An official website of the United States government

Explore the Early Phase Prevention Trials
Access to Data and Biospecimens
View 0 Studies Requested

Intermittent or Continuous Acetylsalicylic Acid and Gene Expression in the Nasal Tissue of Current Smokers

The Schema is a timeline of the study. It indicates start/end points, visits expected, major testing to be done, and any other information that is crucial to understanding how the study was completed.


Study Schema

At the screening visit (visit 1), informed consent is to be given for admission to study. Clinical evaluation (medical history, vital signs, physical exam) and clinical labs will be completed. Concomitant medications are to be reported and a tobacco use history questionnaire will be completed. If a participant has taken any ASA or NSAIDS in the preceding two weeks, a 4 week (minimum) washout of these drugs is to be done. At the next visit (visit 2), baseline specimens are to be collected.

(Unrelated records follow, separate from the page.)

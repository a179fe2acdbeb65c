pub mod config;
pub mod downstream;
pub mod error;
pub mod logger;
pub mod pages;
pub mod state;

Nasal brushing (for gene expression analysis), urine (for PGE-M, LTE(4), and cotinine levels), blood (for plasma salicylate and ASA levels and for possible future analysis of plasma arachidonic acid (AA) oxylipins), and buccal cells (as a reserved specimen for gene expression analysis and karyometric analysis) will all be collected. Participants are to be randomized into either one of two study arms at a 1:1 ratio. Participants in arm 2 will take continuous ASA (81mg) daily. Participants in arm 1 will take intermittent ASA (81mg) daily for one week alternating with placebo daily one week. At the mid-study visit (week 6, visit 3), study compliance is to be checked and adverse events are to be reported. A current tobacco use assessment will also be completed. At the end-of-intervention visit (week 12, visit 4), participants will complete clinical labs, a current tobacco use assessment. Nasal brushing (for gene expression analysis), urine (for PGE-M, LTE(4), and cotinine levels), blood (for plasma salicylate and ASA levels and for possible future analysis of plasma arachidonic acid (AA) oxylipins), and buccal cells (as a reserved specimen for gene expression analysis and karyometric analysis) will all be collected. Study compliance is to be checked and adverse events are to be reported. At the post-intervention visit (week 13/14, visit 5), final specimens are to be collected. A collection of nasal brushings (for gene expression), urine (for PGE-M, LTE(4)), blood (for possible future analysis of plasma AA oxylipins), and buccal cells (for banking and karyometric analysis) will be collected.